### MATERIAL FOR THIS EXERCISE:
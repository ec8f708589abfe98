use crate::pointer::SurfaceSize;

/// Input the simulator listens for while mounted.
#[derive(Clone, Copy, Debug, PartialEq, Eq, Hash)]
pub enum HostEvent {
    PointerDown,
    PointerMove,
    PointerUp,
    HoverEnter,
    HoverLeave,
    Resize,
}

impl HostEvent {
    pub const ALL: [HostEvent; 6] = [
        HostEvent::PointerDown,
        HostEvent::PointerMove,
        HostEvent::PointerUp,
        HostEvent::HoverEnter,
        HostEvent::HoverLeave,
        HostEvent::Resize,
    ];
}

/// Handle returned by [`SurfaceHost::subscribe`].
#[derive(Clone, Copy, Debug, PartialEq, Eq, Hash, PartialOrd, Ord)]
pub struct ListenerId(pub u64);

#[derive(Clone, Copy, Debug, PartialEq, Eq)]
pub struct GraphicsCapability {
    pub max_texture_side: usize,
}

/// What the simulator needs from whoever owns the viewport.
pub trait SurfaceHost {
    /// `None` when no graphics context can be created.
    fn graphics_capability(&self) -> Option<GraphicsCapability>;

    /// Full-viewport surface size in device pixels.
    fn surface_size(&self) -> SurfaceSize;

    /// Viewport width in logical pixels, used for the layering policy.
    fn viewport_width(&self) -> f32;

    fn subscribe(&mut self, event: HostEvent) -> ListenerId;

    /// Unknown or already removed ids are ignored.
    fn unsubscribe(&mut self, id: ListenerId);
}
use fluid_backdrop::app::FluidApp;

fn main() -> eframe::Result<()> {
    env_logger::init();

    let options = eframe::NativeOptions {
        viewport: eframe::egui::ViewportBuilder::default()
            .with_inner_size([1280.0, 800.0])
            .with_min_inner_size([360.0, 480.0]),
        ..Default::default()
    };

    eframe::run_native(
        "Fluid Backdrop",
        options,
        Box::new(|cc| Ok(Box::new(FluidApp::new(cc)))),
    )
}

### TASK DIRECTIONS:
Restate the data above in full, keeping every word as it is.

### SOLUTION TO THIS PROBLEM:
repository ec8f708589abfe98
use crate::pointer::SurfaceSize;

/// Input the simulator listens for while mounted.
#[derive(Clone, Copy, Debug, PartialEq, Eq, Hash)]
pub enum HostEvent {
    PointerDown,
    PointerMove,
    PointerUp,
    HoverEnter,
    HoverLeave,
    Resize,
}

impl HostEvent {
    pub const ALL: [HostEvent; 6] = [
        HostEvent::PointerDown,
        HostEvent::PointerMove,
        HostEvent::PointerUp,
        HostEvent::HoverEnter,
        HostEvent::HoverLeave,
        HostEvent::Resize,
    ];
}

/// Handle returned by [`SurfaceHost::subscribe`].
#[derive(Clone, Copy, Debug, PartialEq, Eq, Hash, PartialOrd, Ord)]
pub struct ListenerId(pub u64);

#[derive(Clone, Copy, Debug, PartialEq, Eq)]
pub struct GraphicsCapability {
    pub max_texture_side: usize,
}

/// What the simulator needs from whoever owns the viewport.
pub trait SurfaceHost {
    /// `None` when no graphics context can be created.
    fn graphics_capability(&self) -> Option<GraphicsCapability>;

    /// Full-viewport surface size in device pixels.
    fn surface_size(&self) -> SurfaceSize;

    /// Viewport width in logical pixels, used for the layering policy.
    fn viewport_width(&self) -> f32;

    fn subscribe(&mut self, event: HostEvent) -> ListenerId;

    /// Unknown or already removed ids are ignored.
    fn unsubscribe(&mut self, id: ListenerId);
}
use fluid_backdrop::app::FluidApp;

fn main() -> eframe::Result<()> {
    env_logger::init();

    let options = eframe::NativeOptions {
        viewport: eframe::egui::ViewportBuilder::default()
            .with_inner_size([1280.0, 800.0])
            .with_min_inner_size([360.0, 480.0]),
        ..Default::default()
    };

    eframe::run_native(
        "Fluid Backdrop",
        options,
        Box::new(|cc| Ok(Box::new(FluidApp::new(cc)))),
    )
}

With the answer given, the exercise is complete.